Role requests are automatically routed to designated approvers.
Approvers can be assigned to approve requests for specific users, for specific roles, or for all roles/users. For example, in companies where there are multiple accounts offices, requests for the AP Clerk role can be routed to a different person depending on the requestor’s location.
These are optional, and you can decide at which stage in the process they should be run. The check will test for SoD violations that would be caused by assigning the requested roles in addition to the user’s existing roles.
You also decide what is allowed to happen if the SoD check fails; ie the request can be automatically denied, or you may allow the approver to allow the request anyway.
You can manually request an SoD check at any stage. For example, if there is a delay between requesting the role and approving it, you can re-run the SoD check in case the user has been granted any additional roles in the meantime.
Preseeded SoD rules are provided or you can maintain your own. Users of Audit Manager can use the rules from there.

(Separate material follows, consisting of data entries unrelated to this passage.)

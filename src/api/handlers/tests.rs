// nbgit: Notebook Git Extension Server
//
// SPDX-FileCopyrightText: 2026 Romeo Ahmed
// SPDX-License-Identifier: GPL-3.0-or-later

use super::{
    CommitHandler, GitHandler, HandlerRequest, InfoHandler, OriginInfo, OriginInfoHandler,
    PullHandler, PushHandler, RepoInfo, check_push_results, format_commit_timestamp,
};
use crate::api::response::ApiResponse;
use crate::api::wrap::{UNEXPECTED_ERROR, handle_exceptions};
use crate::error::{GitError, GitResult};
use crate::git::backend::{DiffEntry, RepoMutation, RepoQuery};
use crate::git::push::{PushFlags, PushInfo};
use crate::logging::LogContext;
use serde_json::json;
use std::cell::RefCell;
use std::collections::HashMap;
use std::path::{Path, PathBuf};

/// In-memory repository recording every mutation it receives.
#[derive(Default)]
struct MockRepo {
    workdir: PathBuf,
    branch: Option<String>,
    upstream: Option<String>,
    head_time: i64,
    remotes: HashMap<String, String>,
    diff: Vec<DiffEntry>,
    untracked: Vec<String>,
    commits: HashMap<String, Vec<String>>,
    push_results: Vec<PushInfo>,
    fail_pull: bool,
    fail_fetch: bool,
    staged: RefCell<Vec<Vec<String>>>,
    committed: RefCell<Vec<String>>,
    fetched: RefCell<Vec<String>>,
    pulls: RefCell<usize>,
    pushes: RefCell<Vec<(String, String)>>,
    /// Upstream lookups and commit ranges, in call order.
    queries: RefCell<Vec<String>>,
}

impl MockRepo {
    fn on_master() -> Self {
        Self {
            branch: Some("master".to_string()),
            ..Default::default()
        }
    }
}

impl RepoQuery for MockRepo {
    fn workdir(&self) -> &Path {
        &self.workdir
    }

    fn active_branch(&self) -> GitResult<Option<String>> {
        Ok(self.branch.clone())
    }

    fn upstream_branch(&self, branch: &str) -> GitResult<Option<String>> {
        self.queries.borrow_mut().push(format!("{branch}@{{upstream}}"));
        Ok(self.upstream.clone())
    }

    fn head_commit_time(&self) -> GitResult<i64> {
        Ok(self.head_time)
    }

    fn remote_url(&self, remote: &str) -> GitResult<String> {
        self.remotes
            .get(remote)
            .cloned()
            .ok_or_else(|| GitError::RemoteNotFound {
                remote: remote.to_string(),
            })
    }

    fn index_diff(&self) -> GitResult<Vec<DiffEntry>> {
        Ok(self.diff.clone())
    }

    fn untracked_files(&self) -> GitResult<Vec<String>> {
        Ok(self.untracked.clone())
    }

    fn iter_commits(&self, range: &str) -> GitResult<Vec<String>> {
        self.queries.borrow_mut().push(range.to_string());
        Ok(self.commits.get(range).cloned().unwrap_or_default())
    }
}

impl RepoMutation for MockRepo {
    fn stage(&self, files: &[String]) -> GitResult<()> {
        self.staged.borrow_mut().push(files.to_vec());
        Ok(())
    }

    fn commit(&self, message: &str) -> GitResult<()> {
        self.committed.borrow_mut().push(message.to_string());
        Ok(())
    }

    fn pull(&self) -> GitResult<()> {
        *self.pulls.borrow_mut() += 1;
        if self.fail_pull {
            return Err(GitError::CommandFailed {
                command: "git pull --quiet".to_string(),
                message: "CONFLICT (content): Merge conflict in a.txt".to_string(),
            });
        }
        Ok(())
    }

    fn fetch(&self, remote: &str) -> GitResult<()> {
        self.fetched.borrow_mut().push(remote.to_string());
        if self.fail_fetch {
            return Err(GitError::CommandFailed {
                command: format!("git fetch --quiet {remote}"),
                message: "fatal: unable to access 'https://git.example.com/org/repo.git/': Could not resolve host: git.example.com".to_string(),
            });
        }
        Ok(())
    }

    fn push(&self, remote: &str, branch: &str) -> GitResult<Vec<PushInfo>> {
        self.pushes
            .borrow_mut()
            .push((remote.to_string(), branch.to_string()));
        Ok(self.push_results.clone())
    }
}

fn request(uri: &str) -> HandlerRequest {
    HandlerRequest::new("PUT", uri, "origin")
}

/// Run a handler through the error boundary, as the router does.
fn run<H: GitHandler>(repo: &MockRepo, request: &HandlerRequest) -> ApiResponse {
    let log = LogContext::new(H::NAME, request.to_string());
    handle_exceptions(&log, || H::default().handle(repo, request))
}

// --- Commit ---

#[test]
fn test_commit_stages_exact_files_and_message() {
    let repo = MockRepo::on_master();
    let request = request("/git/commit").with_body(
        json!({"files": ["a.txt", ".mything.sh"], "message": "I am doing a commit"}).to_string(),
    );

    let response = run::<CommitHandler>(&repo, &request);

    assert_eq!(response, ApiResponse::ok("Files committed successfully"));
    assert_eq!(
        *repo.staged.borrow(),
        vec![vec!["a.txt".to_string(), ".mything.sh".to_string()]]
    );
    assert_eq!(*repo.committed.borrow(), vec!["I am doing a commit".to_string()]);
}

#[test]
fn test_commit_missing_message_is_generic_error() {
    let repo = MockRepo::on_master();
    let request = request("/git/commit").with_body(json!({"files": ["a.txt"]}).to_string());

    let response = run::<CommitHandler>(&repo, &request);

    assert_eq!(response.status, 500);
    assert_eq!(response.status_text, UNEXPECTED_ERROR);
    assert!(repo.staged.borrow().is_empty());
    assert!(repo.committed.borrow().is_empty());
}

#[test]
fn test_commit_without_body_is_generic_error() {
    let repo = MockRepo::on_master();
    let response = run::<CommitHandler>(&repo, &request("/git/commit"));
    assert_eq!(response.status_text, UNEXPECTED_ERROR);
}

// --- Pull ---

#[test]
fn test_pull_runs_pull() {
    let repo = MockRepo::on_master();
    let response = run::<PullHandler>(&repo, &request("/git/pull"));
    assert_eq!(response, ApiResponse::ok("Repo pulled successfully"));
    assert_eq!(*repo.pulls.borrow(), 1);
}

#[test]
fn test_pull_conflict_is_git_error() {
    let repo = MockRepo {
        fail_pull: true,
        ..MockRepo::on_master()
    };
    let response = run::<PullHandler>(&repo, &request("/git/pull"));
    assert_eq!(response.status, 500);
    assert!(
        response.status_text.starts_with("Git error: ")
            && response.status_text.contains("Merge conflict"),
        "got: {}",
        response.status_text
    );
}

// --- Info ---

#[test]
fn test_info_builds_repo_info() {
    let repo = MockRepo {
        diff: vec![
            DiffEntry::modified("modified.txt"),
            DiffEntry::deleted("deleted.txt"),
        ],
        untracked: vec!["untracked.txt".to_string()],
        head_time: 0,
        remotes: HashMap::from([(
            "origin".to_string(),
            "https://git.example.com/org/repo.git".to_string(),
        )]),
        ..MockRepo::on_master()
    };

    let response = run::<InfoHandler>(&repo, &request("/git/info"));

    assert_eq!(response.status, 200);
    assert_eq!(response.status_text, "Status fetched successfully");
    assert_eq!(
        response.fields["repoInfo"],
        json!({
            "deletedFiles": ["deleted.txt"],
            "modifiedFiles": ["modified.txt"],
            "untrackedFiles": ["untracked.txt"],
            "lastCommitTimestamp": "1970-01-01T00:00:00.000000Z",
            "repoUrl": "https://git.example.com/org/repo",
            "repoName": "repo",
            "orgUrl": "https://git.example.com/org",
            "orgName": "org",
            "branchName": "master",
        })
    );

    let info: RepoInfo = serde_json::from_value(response.fields["repoInfo"].clone()).unwrap();
    assert_eq!(info.branch_name, "master");
}

#[test]
fn test_info_without_remote_is_git_error() {
    let repo = MockRepo::on_master();
    let response = run::<InfoHandler>(&repo, &request("/git/info"));
    assert_eq!(response.status, 500);
    assert_eq!(response.status_text, "Git error: remote not found: origin");
}

#[test]
fn test_info_detached_head_is_error() {
    let repo = MockRepo {
        branch: None,
        remotes: HashMap::from([("origin".to_string(), "git@h:o/r.git".to_string())]),
        ..Default::default()
    };
    let response = run::<InfoHandler>(&repo, &request("/git/info"));
    assert_eq!(response.status, 500);
    assert!(response.status_text.contains("detached"));
}

#[test]
fn test_commit_timestamp_format() {
    assert_eq!(
        format_commit_timestamp(0).unwrap(),
        "1970-01-01T00:00:00.000000Z"
    );
    assert_eq!(
        format_commit_timestamp(1_700_000_000).unwrap(),
        "2023-11-14T22:13:20.000000Z"
    );
}

// --- Origin info ---

#[test]
fn test_origin_info_counts_commits() {
    let repo = MockRepo {
        upstream: Some("origin/master".to_string()),
        commits: HashMap::from([
            (
                "master..origin/master".to_string(),
                vec!["c1".to_string(), "c2".to_string()],
            ),
            ("origin/master..master".to_string(), Vec::new()),
        ]),
        ..MockRepo::on_master()
    };

    let response = run::<OriginInfoHandler>(&repo, &request("/git/origin-info"));

    assert_eq!(response.status_text, "Origin status fetched successfully");
    let info: OriginInfo = serde_json::from_value(response.fields["repoInfo"].clone()).unwrap();
    assert_eq!(
        info,
        OriginInfo {
            commits_behind: 2,
            commits_ahead: 0
        }
    );
    assert_eq!(*repo.fetched.borrow(), vec!["origin".to_string()]);
}

#[test]
fn test_origin_info_fetch_failure_is_git_error() {
    let repo = MockRepo {
        fail_fetch: true,
        upstream: Some("origin/master".to_string()),
        ..MockRepo::on_master()
    };

    let response = run::<OriginInfoHandler>(&repo, &request("/git/origin-info"));

    assert_eq!(response.status, 500);
    assert!(
        response.status_text.starts_with("Git error: ")
            && response.status_text.contains("Could not resolve host"),
        "got: {}",
        response.status_text
    );
    assert!(response.fields.is_empty());
    assert_eq!(*repo.fetched.borrow(), vec!["origin".to_string()]);
    assert!(repo.queries.borrow().is_empty());
}

#[test]
fn test_origin_info_without_upstream_is_error() {
    let repo = MockRepo::on_master();
    let response = run::<OriginInfoHandler>(&repo, &request("/git/origin-info"));
    assert_eq!(response.status, 500);
    assert_eq!(
        response.status_text,
        "Git error: no upstream configured for branch master"
    );
}

// --- Push ---

fn push_repo(flags: PushFlags, summary: &str) -> MockRepo {
    MockRepo {
        push_results: vec![PushInfo::new(flags, summary)],
        ..MockRepo::on_master()
    }
}

#[test]
fn test_push_success() {
    let repo = push_repo(PushFlags::FAST_FORWARD, "abc..def");
    let response = run::<PushHandler>(&repo, &request("/git/push"));
    assert_eq!(response, ApiResponse::ok("Repo pushed successfully"));
    assert_eq!(
        *repo.pushes.borrow(),
        vec![("origin".to_string(), "master".to_string())]
    );
}

#[test]
fn test_push_rejected() {
    let repo = push_repo(
        PushFlags::ERROR | PushFlags::REJECTED,
        "[rejected] (non-fast-forward)",
    );
    let response = run::<PushHandler>(&repo, &request("/git/push"));
    assert_eq!(response.status, 500);
    insta::assert_snapshot!(
        response.status_text,
        @"Git error: Push rejected. You should pull remote changes and re-push after merging. Message: [rejected] (non-fast-forward)"
    );
}

#[test]
fn test_push_error() {
    let repo = push_repo(PushFlags::ERROR, "[remote failure] (unpacker error)");
    let response = run::<PushHandler>(&repo, &request("/git/push"));
    assert_eq!(response.status, 500);
    assert!(
        response
            .status_text
            .starts_with("Git error: Push failed. Message: [remote failure]"),
        "got: {}",
        response.status_text
    );
}

#[test]
fn test_push_results_rejection_wins_over_earlier_error() {
    let results = vec![
        PushInfo::new(PushFlags::ERROR, "[remote failure]"),
        PushInfo::new(PushFlags::ERROR | PushFlags::REJECTED, "[rejected] (fetch first)"),
    ];
    assert!(matches!(
        check_push_results(&results),
        Err(GitError::PushRejected { summary }) if summary == "[rejected] (fetch first)"
    ));
}

#[test]
fn test_push_results_empty() {
    assert!(matches!(
        check_push_results(&[]),
        Err(GitError::EmptyPushResult)
    ));
}

#[test]
fn test_push_detached_head_does_not_push() {
    let repo = MockRepo {
        branch: None,
        ..push_repo(PushFlags::FAST_FORWARD, "abc..def")
    };
    let response = run::<PushHandler>(&repo, &request("/git/push"));
    assert_eq!(response.status, 500);
    assert!(repo.pushes.borrow().is_empty());
}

Notifications are automatically sent to approvers as soon as the roles are requested, with full information, including the result of the SoD check (where used).
These messages also include links that the approvers can use to approve or reject the requests.
Requestors also receive email notifications to inform them of the request status.
Once roles have been approved, UAM can automatically assign them to the user, if you wish.
All activity is logged with a date and time stamp, so you can see exactly who requested, approved and assigned what and when.
This provides evidence for internal enquiries or escalations in the event that incorrect roles are assigned, or if people perceive that undue delays have occurred.
It also provides evidence for auditors who are testing that role assignments are authorized appropriately.
You can attach notes to role requests, e.g. if you need to record external documentation associated with the request.
If required, ticket numbers can be recorded on the role requests. As part of configuring your process, you can specify that ticket numbers are mandatory at certain stages.
- View the status of Role Requests
- View information on live Role Assignments in an interactive grid with multiple filters
Enables rapid import of multiple Users or Roles to JD Edwards from spreadsheets.
- No limit to the number of Roles/Users you can add in one batch – ideal for business acquisitions or roll-out to new locations
- View the data in a grid prior to uploading
- When importing Users, up to 30 Roles can be assigned to the User during Batch Import.
Consolidates all the information you need to set up a new user into a single application, making it much easier for non-technical staff to add new users.
Select and display the Security Details of multiple Users in a grid format, combining data from both the P0092 and the P98OWSEC tables. Records can be filtered by any of the columns on the grid, and updates can be applied in the grid as required, with no need to open individual records.
These utilities provide a quick and convenient means of retrieving user records to enable / disable them or to reset passwords.
UAM also provides utilities and reports which make many housekeeping tasks much easier, including:
- Terminate Employees report
- Enabled Users with All Expired Roles or No Role report
- Enabled Users that have not signed in for x days report
- Disabled Users with Active Roles report
- Role Integrity report
- Object Reservation report
- and more
All information is held in a reportable, centralized location within your JDE system.